Preferably, the housing has at least one opening, which leads from the outside to the An¬kopplungsstelle between the radioluminescent light source and the light guide, in particular for the introduction of an adhesive. Thus, the light guide and the light source can be precisely aligned and remain positioned before they are glued miteinander. The assembly is considerably simplified.
Preferably, at least one screw in a screw thread is seated in the housing, through which the radioluminescent light source and / or an end section of the light guide adjacent to the ra-dioluminescent light source is / are clamped. This allows a simple and reliable fixation of the parts in the desired position.
The radioluminescent light source and an end section of the light guide which borders on the radioluminescent light source are preferably surrounded by a shrink-fit tube, in particular T-shaped. This allows a space-saving and easy to be accomplished connection.
The radioluminescent light source is preferably cast into a material together with an end section of the light guide which borders on the radio-luminescent light source. This also creates a reliable and durable connection that keeps out dirt and contamination.

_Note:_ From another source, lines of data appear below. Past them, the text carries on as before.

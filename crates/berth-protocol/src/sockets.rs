// Copyright (C) 2025 SyncMyOrders Sp. z o.o.
// SPDX-License-Identifier: AGPL-3.0-or-later
//! Sockets a worker advertises in its properties document.

use serde::{Deserialize, Serialize};

use crate::address::ServerAddress;

/// Protocol spoken on an advertised socket
#[derive(Debug, Clone, Copy, PartialEq, Eq, Hash, Serialize, Deserialize)]
#[serde(rename_all = "snake_case")]
pub enum SocketProtocol {
    /// Size-prefixed session header block
    Session,
    /// Plain HTTP/1.x request head
    Http,
    /// Preloader control socket (newline-delimited JSON)
    Preloader,
}

impl SocketProtocol {
    pub fn as_str(&self) -> &'static str {
        match self {
            SocketProtocol::Session => "session",
            SocketProtocol::Http => "http",
            SocketProtocol::Preloader => "preloader",
        }
    }
}

impl std::fmt::Display for SocketProtocol {
    fn fmt(&self, f: &mut std::fmt::Formatter<'_>) -> std::fmt::Result {
        f.write_str(self.as_str())
    }
}

fn default_concurrency() -> i32 {
    1
}

/// One entry of the worker's socket list.
///
/// `concurrency` is the number of requests the socket serves at once;
/// `0` means unlimited and `-1` unknown.
#[derive(Debug, Clone, PartialEq, Eq, Serialize, Deserialize)]
pub struct SocketInfo {
    pub name: String,
    pub address: ServerAddress,
    pub protocol: SocketProtocol,
    #[serde(default = "default_concurrency")]
    pub concurrency: i32,
    #[serde(default)]
    pub accept_http_requests: bool,
}

impl SocketInfo {
    pub fn new(name: impl Into<String>, address: ServerAddress, protocol: SocketProtocol) -> Self {
        Self {
            name: name.into(),
            address,
            protocol,
            concurrency: default_concurrency(),
            accept_http_requests: false,
        }
    }

    pub fn with_concurrency(mut self, concurrency: i32) -> Self {
        self.concurrency = concurrency;
        self
    }

    pub fn accepting_http_requests(mut self) -> Self {
        self.accept_http_requests = true;
        self
    }
}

In the following, further preferred aspects are enumerated in a cursory manner, which can each be realized separately or together:
The light guide consists of a green fluorescent plastic;
At least on one end, the light guide is highly polished; By polishing the end faces of the light guide and the special coupling of the tritium light source and the light collection in the region of the tritium light source with the opa ken layer optimal energy utilization of tritium light for the imaging of the target in the (reflex) visor is achieved become;
The light guide is aligned with an annular opening in a mirrored Planflä¬che a Schmidt-Pechan prism;
On the opposite end, a tritium light source is coupled by means of radiation (reflection reflection index matching);
The Triga-Light is enveloped with an opaque reflection layer until the beginning of the light guide; the optimal solution being a white opaque coating; but there are also other reflective layers such as silver or Verspiegelungen possible;
The coupling of the tritium light source or the connection of the tritium light source to the light guide is followed by a section of the light guide via which the daylight can enter the light guide in the radial direction;
The energy of the light emitted by the tritium light source should now be as small as possible the absorption energy of the dye in the light guide; i.e. the tritium light source should as far as possible not excite the fluorescent and / or phosphorescent substances in the light guide in order to avoid energy loss;
The ambient or daylight, on the other hand, should stimulate these fluorescent and / or phosphorescent substances in order to enable imaging in the (reflex) sphere;
For a better understanding of the invention, this will be explained in more detail with reference to the following figures.
In each case, in a highly simplified, schematic representation:
1 shows an embodiment of a lighting device for a Visiervor¬ direction;
Fig. 2 shows another embodiment with a disposable jig;
3 to 7 further embodiments with a housing;
8 shows a sighting device in a schematic representation;
9 and 10 embodiments according to the invention for the emission spectrum of the radioluminescent light source and the emission and absorption spectra of the photoluminescent material of the optical waveguide in a greatly simplified representation.
By way of introduction, it should be noted that in the differently described embodiments, the same parts are provided with the same reference numerals or the same component designations, wherein the disclosures contained in the entire description apply mutatis mutandis to the same parts with the same reference numerals. same component names can be transferred. Also, the location information chosen in the description, such as up, down, laterally, etc. related to the directly described and illustrated figure and these conditions are to be transferred in a change in position mutatis mutandis to the new situation.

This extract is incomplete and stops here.